Y cuando parece aburrirse, saca la escopeta y mata unas cuantas palomas cuyas plumas vuelan hacia mi jardín. A menudo va recogiendo cadáveres, no solo de pichones sino también de ardillas, ratas de campo, erizos, ranas y, a veces, de cachorros de zorro o gatitos extraviados e incluso de faisanes salvajes que tuvieron la desgracia de cruzar en su camino los potentes alambres eléctricos disimulados en lugares “estratégicos” de su jardín, expresión muy suya. Y luego, los quema en un barril.

Y cuando se le ocurre fumigar, ah, ¡Dios mío! Mejor estar en su casa con postigos, ventanas, puertas y conducto de chimenea cerrados. Cuántas veces no he encontrado en mi jardín cuerpos inertes de gorriones, golondrinas, mirlos y palomas que tuve que recoger con guantes por temor a la contaminación química.

Hace años ya, intenté explicarle lo poco adecuado de sus prácticas agrícolas, pero fue un diálogo de sordo. Ese tipo es una bestia, un criminal, un zoquete.

Otra de las actividades no meramente agrícola de ese patán adinerado es la vigilancia humana. Sospecho que mi querido vecino es uno de esos llamados “vecinos vigilantes”, “vecinos ciudadanos”, miembro activo de la “participación ciudadana” aunque no lleva ningún “ojo” en su puerta de entrada, pero sí los tiene en el cogote: siempre anda con cien ojos. Lo que me induce a pensarlo es su comportamiento inquisidor y por ser largo de lengua, actitud que va más allá del cotilleo pueblerino.

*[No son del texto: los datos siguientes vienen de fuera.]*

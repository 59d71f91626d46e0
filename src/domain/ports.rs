use std::fmt::Debug;

/// A unit exposing a single capability: deciding a property of a number.
pub trait Component {
    fn execute(&self, number: i64) -> bool;
}

/// A function-shaped unit: one argument bundle in, one value out.
///
/// Wrappers implement this by delegating. `name` always reports the
/// innermost function, so identity survives stacking.
pub trait Callable<A> {
    type Output;

    fn name(&self) -> &str;

    fn call(&self, args: A) -> Self::Output;
}

/// How an argument bundle renders for logging.
pub trait ArgRecord {
    /// One rendering per positional argument, in order.
    fn positional(&self) -> Vec<String>;

    /// `key=value` renderings of named arguments.
    fn named(&self) -> Vec<String>;
}

impl ArgRecord for () {
    fn positional(&self) -> Vec<String> {
        Vec::new()
    }

    fn named(&self) -> Vec<String> {
        Vec::new()
    }
}

macro_rules! tuple_arg_record {
    ($($element:ident . $index:tt),+) => {
        impl<$($element: Debug),+> ArgRecord for ($($element,)+) {
            fn positional(&self) -> Vec<String> {
                vec![$(format!("{:?}", self.$index)),+]
            }

            fn named(&self) -> Vec<String> {
                Vec::new()
            }
        }
    };
}

tuple_arg_record!(A0.0);
tuple_arg_record!(A0.0, A1.1);
tuple_arg_record!(A0.0, A1.1, A2.2);
tuple_arg_record!(A0.0, A1.1, A2.2, A3.3);

/// Accessors over the runtime configuration.
pub trait ConfigProvider {
    fn sample_number(&self) -> i64;

    fn verbose(&self) -> bool;
}
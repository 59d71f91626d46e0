use crate::utils::error::Result;
use tracing_subscriber::{layer::SubscriberExt, util::SubscriberInitExt, EnvFilter};

pub fn init_cli_logger(verbose: bool) -> Result<()> {
    let filter = if verbose {
        EnvFilter::try_from_default_env()
            .unwrap_or_else(|_| EnvFilter::new("decor_demo=debug,info"))
    } else {
        EnvFilter::try_from_default_env().unwrap_or_else(|_| EnvFilter::new("decor_demo=info"))
    };

    tracing_subscriber::registry()
        .with(filter)
        .with(
            tracing_subscriber::fmt::layer()
                .with_target(false)
                .with_thread_ids(false)
                .with_file(false)
                .with_line_number(false)
                .compact(),
        )
        .try_init()?;

    Ok(())
}
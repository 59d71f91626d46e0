use thiserror::Error;

#[derive(Error, Debug)]
pub enum DemoError {
    #[error("Logger initialization failed: {0}")]
    LoggerInitError(#[from] tracing_subscriber::util::TryInitError),
}

pub type Result<T> = std::result::Result<T, DemoError>;
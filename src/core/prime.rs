use crate::domain::ports::Component;

/// Primality check by trial division up to the integer square root.
pub struct PrimeChecker;

impl Component for PrimeChecker {
    fn execute(&self, number: i64) -> bool {
        if number < 2 {
            return false;
        }
        if number == 2 {
            return true;
        }
        let mut divisor = 2;
        // divisor <= number / divisor avoids the overflow in divisor * divisor
        while divisor <= number / divisor {
            if number % divisor == 0 {
                return false;
            }
            divisor += 1;
        }
        true
    }
}
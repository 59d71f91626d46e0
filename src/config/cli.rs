use crate::core::ConfigProvider;
use clap::Parser;
use serde::{Deserialize, Serialize};

#[derive(Debug, Clone, Serialize, Deserialize, Parser)]
#[command(name = "decor-demo")]
#[command(about = "Decorator pattern demonstrations, structural and function-wrapping")]
pub struct CliConfig {
    /// Number fed to the decorated prime checker
    #[arg(long, default_value = "9")]
    pub number: i64,

    #[arg(long, help = "Enable verbose output")]
    pub verbose: bool,
}

impl ConfigProvider for CliConfig {
    fn sample_number(&self) -> i64 {
        self.number
    }

    fn verbose(&self) -> bool {
        self.verbose
    }
}
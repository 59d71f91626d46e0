pub mod demo;
pub mod prime;
pub mod trace;
pub mod wrap;

pub use crate::domain::model::{DemoReport, NameArgs};
pub use crate::domain::ports::{ArgRecord, Callable, Component, ConfigProvider};
pub use crate::utils::error::Result;
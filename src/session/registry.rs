//! Session registry
//!
//! Maps each execution context to at most one live session. Sessions are
//! context-local: a session is visible only to the context that created it,
//! so concurrency safety comes from partitioning, not from locking the
//! session itself.

use crate::session::factory::SessionFactory;
use crate::session::traits::{BrowserKind, Capabilities, ContextId, Session};
use crate::{Error, Result};
use std::collections::hash_map::Entry;
use std::collections::HashMap;
use std::sync::{Arc, RwLock};
use tracing::{debug, warn};

/// Session registry
pub struct SessionRegistry {
    sessions: RwLock<HashMap<ContextId, Arc<Session>>>,
    factory: SessionFactory,
}

impl SessionRegistry {
    pub fn new(factory: SessionFactory) -> Self {
        Self {
            sessions: RwLock::new(HashMap::new()),
            factory,
        }
    }

    /// Create a session for a context
    ///
    /// Rejects with `SessionAlreadyActive` if the context already holds a
    /// live session: silently replacing one would leak the native browser
    /// process behind it. The lock cannot be held across the async build, so
    /// occupancy is re-checked at insert time; a session built by a racing
    /// create is quit and discarded instead of replacing the winner.
    pub async fn create_session(
        &self,
        ctx: &ContextId,
        kind: BrowserKind,
        caps: Capabilities,
    ) -> Result<String> {
        if self.has_session(ctx)? {
            return Err(Error::SessionAlreadyActive(ctx.to_string()));
        }

        let session = Arc::new(self.factory.build(kind, caps).await?);
        let session_id = session.id().to_string();

        let inserted = {
            let mut sessions = self
                .sessions
                .write()
                .map_err(|e| Error::internal(format!("Lock error: {}", e)))?;
            match sessions.entry(ctx.clone()) {
                Entry::Occupied(_) => false,
                Entry::Vacant(slot) => {
                    slot.insert(session.clone());
                    true
                }
            }
        };

        if !inserted {
            warn!(context = %ctx, session = %session_id, "Lost create race; discarding session");
            if let Err(e) = session.driver().quit().await {
                warn!(context = %ctx, error = %e, "Driver quit failed for discarded session");
            }
            return Err(Error::SessionAlreadyActive(ctx.to_string()));
        }

        debug!(context = %ctx, session = %session_id, "Session registered");
        Ok(session_id)
    }

    /// Get the session owned by a context
    pub fn current_session(&self, ctx: &ContextId) -> Result<Arc<Session>> {
        self.sessions
            .read()
            .map_err(|e| Error::internal(format!("Lock error: {}", e)))?
            .get(ctx)
            .cloned()
            .ok_or_else(|| Error::NoActiveSession(ctx.to_string()))
    }

    /// Destroy the session owned by a context
    ///
    /// Idempotent: destroying an absent session is a no-op. The driver quit
    /// is attempted even when the owning test already failed; a quit error
    /// is logged but the registry entry is removed regardless, so a
    /// half-dead driver cannot wedge the context.
    pub async fn destroy_session(&self, ctx: &ContextId) -> Result<()> {
        let session = self
            .sessions
            .write()
            .map_err(|e| Error::internal(format!("Lock error: {}", e)))?
            .remove(ctx);

        if let Some(session) = session {
            debug!(context = %ctx, session = %session.id(), "Destroying session");
            if let Err(e) = session.driver().quit().await {
                warn!(context = %ctx, error = %e, "Driver quit failed during destroy");
            }
        }

        Ok(())
    }

    /// Whether a context currently holds a session
    pub fn has_session(&self, ctx: &ContextId) -> Result<bool> {
        Ok(self
            .sessions
            .read()
            .map_err(|e| Error::internal(format!("Lock error: {}", e)))?
            .contains_key(ctx))
    }

    /// Number of live sessions across all contexts
    pub fn session_count(&self) -> usize {
        self.sessions.read().map(|s| s.len()).unwrap_or(0)
    }
}

#[cfg(test)]
mod tests {
    use super::*;
    use crate::driver::mock::{MockDriver, MockLauncher};
    use crate::driver::traits::DriverSession;
    use crate::Settings;

    fn registry() -> (Arc<SessionRegistry>, Arc<MockLauncher>) {
        let launcher = Arc::new(MockLauncher::new());
        let factory = SessionFactory::new(launcher.clone(), &Settings::default());
        (Arc::new(SessionRegistry::new(factory)), launcher)
    }

    #[tokio::test]
    async fn test_create_and_get_session() {
        let (registry, _) = registry();
        let ctx = ContextId::named("tc-1");

        let session_id = registry
            .create_session(&ctx, BrowserKind::Chrome, Capabilities::default())
            .await
            .unwrap();

        let session = registry.current_session(&ctx).unwrap();
        assert_eq!(session.id(), session_id);
        assert_eq!(registry.session_count(), 1);
    }

    #[tokio::test]
    async fn test_no_active_session() {
        let (registry, _) = registry();
        let ctx = ContextId::named("tc-none");

        assert!(matches!(
            registry.current_session(&ctx),
            Err(Error::NoActiveSession(_))
        ));
    }

    #[tokio::test]
    async fn test_double_create_rejected() {
        let (registry, launcher) = registry();
        let ctx = ContextId::named("tc-dup");

        registry
            .create_session(&ctx, BrowserKind::Chrome, Capabilities::default())
            .await
            .unwrap();

        let result = registry
            .create_session(&ctx, BrowserKind::Firefox, Capabilities::default())
            .await;
        assert!(matches!(result, Err(Error::SessionAlreadyActive(_))));

        // The rejection happened before any second launch
        assert_eq!(launcher.launch_count(), 1);
    }

    #[tokio::test]
    async fn test_destroy_is_idempotent() {
        let (registry, launcher) = registry();
        let ctx = ContextId::named("tc-destroy");
        let driver = MockDriver::new();
        launcher.prepare(driver.clone());

        registry
            .create_session(&ctx, BrowserKind::Chrome, Capabilities::default())
            .await
            .unwrap();

        registry.destroy_session(&ctx).await.unwrap();
        assert!(!driver.is_active());
        assert!(matches!(
            registry.current_session(&ctx),
            Err(Error::NoActiveSession(_))
        ));

        // Second destroy is a no-op, never an error
        registry.destroy_session(&ctx).await.unwrap();
        assert_eq!(registry.session_count(), 0);
    }

    #[tokio::test]
    async fn test_context_isolation() {
        let (registry, _) = registry();
        let ctx_a = ContextId::named("tc-a");
        let ctx_b = ContextId::named("tc-b");

        registry
            .create_session(&ctx_a, BrowserKind::Chrome, Capabilities::default())
            .await
            .unwrap();
        registry
            .create_session(&ctx_b, BrowserKind::Firefox, Capabilities::default())
            .await
            .unwrap();

        let session_a = registry.current_session(&ctx_a).unwrap();
        let session_b = registry.current_session(&ctx_b).unwrap();
        assert_ne!(session_a.id(), session_b.id());
        assert_eq!(session_a.kind(), BrowserKind::Chrome);
        assert_eq!(session_b.kind(), BrowserKind::Firefox);

        // Destroying one context leaves the other untouched
        registry.destroy_session(&ctx_a).await.unwrap();
        assert!(registry.current_session(&ctx_b).is_ok());
    }

    #[tokio::test]
    async fn test_racing_creates_on_one_context() {
        let (registry, launcher) = registry();
        let drivers = [MockDriver::new(), MockDriver::new()];
        launcher.prepare(drivers[0].clone());
        launcher.prepare(drivers[1].clone());
        let ctx = ContextId::named("tc-race");

        let mut handles = Vec::new();
        for _ in 0..2 {
            let registry = registry.clone();
            let ctx = ctx.clone();
            handles.push(tokio::spawn(async move {
                registry
                    .create_session(&ctx, BrowserKind::Chrome, Capabilities::default())
                    .await
            }));
        }

        let mut outcomes = Vec::new();
        for handle in handles {
            outcomes.push(handle.await.unwrap());
        }

        // Exactly one winner, and the loser was rejected, not replaced
        assert_eq!(outcomes.iter().filter(|r| r.is_ok()).count(), 1);
        assert!(outcomes
            .iter()
            .all(|r| r.is_ok() || matches!(r, Err(Error::SessionAlreadyActive(_)))));
        assert_eq!(registry.session_count(), 1);

        // The registered session is live, and of the drivers actually
        // launched exactly one survived; a discarded duplicate was quit
        assert!(registry.current_session(&ctx).unwrap().is_active());
        let launched = launcher.launch_count();
        let live = drivers[..launched]
            .iter()
            .filter(|d| {
                use crate::driver::traits::DriverSession as _;
                d.is_active()
            })
            .count();
        assert_eq!(live, 1);
    }

    #[tokio::test]
    async fn test_concurrent_contexts() {
        let (registry, _) = registry();
        let mut handles = Vec::new();

        for i in 0..10 {
            let registry = registry.clone();
            handles.push(tokio::spawn(async move {
                let ctx = ContextId::named(format!("tc-par-{}", i));
                registry
                    .create_session(&ctx, BrowserKind::Chrome, Capabilities::default())
                    .await
            }));
        }

        for handle in handles {
            handle.await.unwrap().unwrap();
        }

        assert_eq!(registry.session_count(), 10);
    }
}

Pues, siento recelo al imaginar que mi querido vecino pueda ser uno más de esa larga cadena oficial y legal del buen delatar republicano, muy de moda en los albores del siglo XXI en algunos países europeos. Por mi parte, no paro de preguntarme por qué reclutan los gobernantes fuerzas privadas ocultas o no, según los casos, si siempre han existido fuerzas públicas cuyo oficio consiste en mantener el orden público, que sea en el campo o en la ciudad y cuyos presupuestos se han disparado últimamente, pero eso es harina de otro costal. ¿Serán las fuerzas ocultas de las fuerzas privadas de las fuerzas públicas? Si alguien tiene una respuesta clara y lironda, le ruego que nos ilumine a todos en esos tiempos asaz oscuros.

En tiempos de paz con mi vecino que ahora son tiempos de silencio, quise salir de dudas y al encontrarlo un día por la mañana, lo saludé como de costumbre y lo llevé hacia “el ojo” con mucha habilidad y paciencia para que mordiera al anzuelo. Se trataba tan solo de averiguar mis sospechas. Y cuál fue el asombro mío cuando me confesó sin ambages ni tapujos que era uno de ellos y que se sentía muy orgulloso de serlo. No quise insistir y luego hablamos del tiempo y de todo y nada.

A la semana, tal vez porque mi querido vecino no percibió en aquel momento ninguna muestra o gesto de hostilidad en mi porte, él fue quien volvió a tocar el tema al evocar un suceso banal de esos que inflan a diario los medios. No le presté mucha atención por lo irracional y exaltada de su verborrea, llena de delirios obsidionales, y tan solo le pedí en forma amena que se serenara. Pero seguía, seguía sin parar con el frenesí y la misma confusión como si estuvieran a la puerta de nuestros jardines los Enemigos a quienes sin embargo y de forma extraña no quería él nombrar ante mí.

Cansado, procuré cambiar de asunto y llevarlo hacia aguas más mansas y apacibles. Y mientras más intentaba yo desviar la temática, más se desbordaba el río.

Y, de repente, cantó el gallo. Aproveché la oportunidad para despedirme de él. Y ofuscado, me dijo en tono autoritario y amenazante:

¿Y usted, adónde va? Que no he terminado con usted.

Siendo yo de índole impetuosa que eso no pasa con los años, me dio ganas de clavarle una estaca en el ojo, pero le contesté gentilmente:

-Yo soy como la liebre del bosque, querido vecino. Tan solo espero no terminar en el barril de su jardín.